Perturbed graphs achieve unit transport efficiency without environmental noise

TL;DR

This paper demonstrates that minimal perturbations to highly symmetric graphs can enable perfect, noise-free quantum transport efficiency, challenging the belief that environmental noise is necessary for optimal excitation transfer.

Contribution

It analytically shows that slight modifications to graph weights can break symmetries and achieve unit transport efficiency without environmental noise.

Findings

Adding weights to edges breaks symmetry and enhances transport.

Perturbations can lead to perfect transport efficiency.

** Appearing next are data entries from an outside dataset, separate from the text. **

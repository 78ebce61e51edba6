use tokio::sync::watch;

/// Settlement state of a [`Deferred`].
#[derive(Debug, Clone, PartialEq, Eq)]
pub enum Settlement<T> {
    Pending,
    Resolved(T),
    Rejected(String),
}

/// A one-shot value settled from the outside.
///
/// Any number of [`Waiter`]s may await it. Settling twice is a no-op, and
/// dropping an unsettled deferred rejects every waiter.
#[derive(Debug)]
pub struct Deferred<T> {
    tx: watch::Sender<Settlement<T>>,
}

impl<T: Clone> Default for Deferred<T> {
    fn default() -> Self {
        Self::new()
    }
}

impl<T: Clone> Deferred<T> {
    pub fn new() -> Self {
        let (tx, _) = watch::channel(Settlement::Pending);
        Self { tx }
    }

    /// Resolve with `value`. Returns false if already settled.
    pub fn resolve(&self, value: T) -> bool {
        self.settle(Settlement::Resolved(value))
    }

    /// Reject with `reason`. Returns false if already settled.
    pub fn reject(&self, reason: impl Into<String>) -> bool {
        self.settle(Settlement::Rejected(reason.into()))
    }

    pub fn is_settled(&self) -> bool {
        !matches!(*self.tx.borrow(), Settlement::Pending)
    }

    pub fn waiter(&self) -> Waiter<T> {
        Waiter {
            rx: self.tx.subscribe(),
        }
    }

    fn settle(&self, settlement: Settlement<T>) -> bool {
        self.tx.send_if_modified(move |current| {
            if matches!(current, Settlement::Pending) {
                *current = settlement;
                true
            } else {
                false
            }
        })
    }
}

/// Awaits the settlement of one [`Deferred`].
#[derive(Debug, Clone)]
pub struct Waiter<T> {
    rx: watch::Receiver<Settlement<T>>,
}

impl<T: Clone> Waiter<T> {
    /// Wait until settled. A dropped deferred counts as rejected.
    pub async fn wait(mut self) -> Result<T, String> {
        match self.rx.wait_for(|s| !matches!(s, Settlement::Pending)).await {
            Ok(settled) => match &*settled {
                Settlement::Resolved(value) => Ok(value.clone()),
                Settlement::Rejected(reason) => Err(reason.clone()),
                Settlement::Pending => Err("settled without a value".to_string()),
            },
            Err(_) => Err("dropped before settling".to_string()),
        }
    }
}

#[cfg(test)]
mod tests {
    use super::*;

    #[tokio::test]
    async fn test_resolve_wakes_all_waiters() {
        let deferred = Deferred::new();
        let a = deferred.waiter();
        let b = deferred.waiter();

        assert!(deferred.resolve(7));
        assert_eq!(a.wait().await, Ok(7));
        assert_eq!(b.wait().await, Ok(7));
    }

    #[tokio::test]
    async fn test_first_settlement_wins() {
        let deferred = Deferred::new();
        assert!(deferred.reject("gone"));
        assert!(!deferred.resolve(1));
        assert!(deferred.is_settled());
        assert_eq!(deferred.waiter().wait().await, Err("gone".to_string()));
    }

    #[tokio::test]
    async fn test_waiter_created_after_settlement() {
        let deferred = Deferred::new();
        deferred.resolve("ok");
        assert_eq!(deferred.waiter().wait().await, Ok("ok"));
    }

    #[tokio::test]
    async fn test_drop_rejects() {
        let deferred: Deferred<u32> = Deferred::new();
        let waiter = deferred.waiter();
        drop(deferred);
        assert!(waiter.wait().await.is_err());
    }
}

Conditions for null transport efficiency are also discussed.

Abstract

Coherent transport of an excitation through a network corresponds to continuous-time quantum walk on a graph, and the transport properties of the system may be radically different depending on the graph and on the initial state. The transport efficiency, i.e., the integrated probability of trapping at a certain vertex, is a measure of the success rate of the transfer process. Purely coherent quantum transport is known to be less efficient than the observed excitation transport, e.g., in biological systems, and there is evidence that environmental noise is indeed crucial for excitation transport. At variance with this picture, we here address purely coherent transport on highly symmetric graphs, and show analytically that it is possible to enhance the transport efficiency without environmental noise, i.e., using only a minimal perturbation of the graph. In particular, we show that adding an extra weight to one or two edges, depending on whether the initial state is localized or in a superposition of two vertex states, breaks the inherent symmetries of the graph and may be sufficient to achieve unit transport efficiency. We also briefly discuss the conditions to obtain a null transport efficiency, i.e., to avoid trapping.